Il faut dépasser l’idée du pré carré. Sur le plan géopolitique, la France voulait être maîtresse du jeu. L’Afrique paraissait en outre secondaire au regard du conflit du Moyen-Orient. On observe un clash entre deux responsabilités, deux péchés : le péché colonial et le péché antisémite. Pour le premier, il faut expier la faute. Pour le second, il faut défendre Israël. Il est difficile de gérer des sentiments de culpabilité aussi différents que celui de la France et celui de l’Allemagne. Celui qui pouvait approcher la résolution du conflit du Moyen-Orient, noble et spectaculaire, obtenait le prix Nobel de la paix.
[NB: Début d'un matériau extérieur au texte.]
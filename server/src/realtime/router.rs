//! Direct-message fan-out.
//!
//! A message reaches every live endpoint of the recipient and every live
//! endpoint of the sender except the one it was sent from, each at most once.
//! Delivery is best effort: nothing is queued or retried, and a recipient
//! with no live endpoints simply receives nothing.

use std::collections::BTreeSet;
use std::sync::Arc;

use super::registry::SessionRegistry;
use super::{normalize_identity, DirectMessage, EndpointId, ServerEvent};
use crate::error::RealtimeError;

/// Where a routed message went.
#[derive(Debug, Clone, PartialEq, Eq)]
pub struct Delivery {
    pub message: DirectMessage,
    /// Endpoints the message was handed to, sorted.
    pub endpoints: Vec<EndpointId>,
}

impl Delivery {
    pub fn delivered(&self) -> usize {
        self.endpoints.len()
    }
}

#[derive(Clone)]
pub struct MessageRouter {
    registry: Arc<SessionRegistry>,
    reject_empty: bool,
}

impl MessageRouter {
    pub fn new(registry: Arc<SessionRegistry>, reject_empty: bool) -> Self {
        Self {
            registry,
            reject_empty,
        }
    }

    pub fn route(
        &self,
        sender_identity: &str,
        sender_endpoint: EndpointId,
        recipient_identity: &str,
        content: &str,
    ) -> Result<Delivery, RealtimeError> {
        let from = normalize_identity(Some(sender_identity)).ok_or(RealtimeError::IdentityMissing)?;
        let to = normalize_identity(Some(recipient_identity)).ok_or(RealtimeError::RecipientMissing)?;
        if self.reject_empty && content.trim().is_empty() {
            return Err(RealtimeError::EmptyMessage);
        }

        let message = DirectMessage {
            content: content.to_string(),
            from: from.to_string(),
            to: to.to_string(),
        };

        let endpoints = self.registry.read(|groups| {
            let targets: BTreeSet<EndpointId> = groups
                .endpoints_for(to)
                .into_iter()
                .chain(groups.endpoints_for(from))
                .filter(|id| *id != sender_endpoint)
                .collect();

            targets
                .into_iter()
                .filter(|id| {
                    let sent = groups.send_to(*id, ServerEvent::DirectMessage(message.clone()));
                    if !sent {
                        tracing::debug!(endpoint = %id, "Dropped message for closing endpoint");
                    }
                    sent
                })
                .collect::<Vec<_>>()
        });

        tracing::debug!(
            from = %message.from,
            to = %message.to,
            delivered = endpoints.len(),
            "Direct message routed"
        );

        Ok(Delivery { message, endpoints })
    }
}
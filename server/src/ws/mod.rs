//! WebSocket transport for the realtime layer.
//!
//! One actor per connection: a writer task owns the socket sink, a ping task
//! watches liveness, and the reader loop feeds client events to the
//! connection's [`Session`](crate::realtime::Session).

pub mod actor;
pub mod handler;
pub mod protocol;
L’Afrique, elle, subit une forme de complexe de supériorité du colonisateur, qui semble se dire : « on ne va pas y passer notre temps ». Elle n’est entrée dans le champ international qu’une fois redécouverte par la Chine et le Brésil.

Que veut dire l’élection d’Emmanuel Macron pour le reste du monde ?

C’est un paradoxe : le monde s’est passionné pour la France, mais le monde a été absent de la campagne électorale. Le décalage était total. Le monde s’est passionné car c’est en France, le pays le plus morose, au taux de chômage si élevé, frappé par le terrorisme, qu’est élu un président avec le charme de Kennedy, la méthode d’Obama, qui en plus de cela renoue avec une tradition d’hommes providentiels allant de Bonaparte à de Gaulle. Au-delà de la symbolique, Macron président incarne l’idée que l’Europe n’est pas morte, que le populisme n’est pas irrésistible. L’espoir revient en Europe, alors qu’il disparaît ailleurs. Nous verrons, après les législatives, si cette élection est une parenthèse, une illusion lyrique, ou une révolution en marche.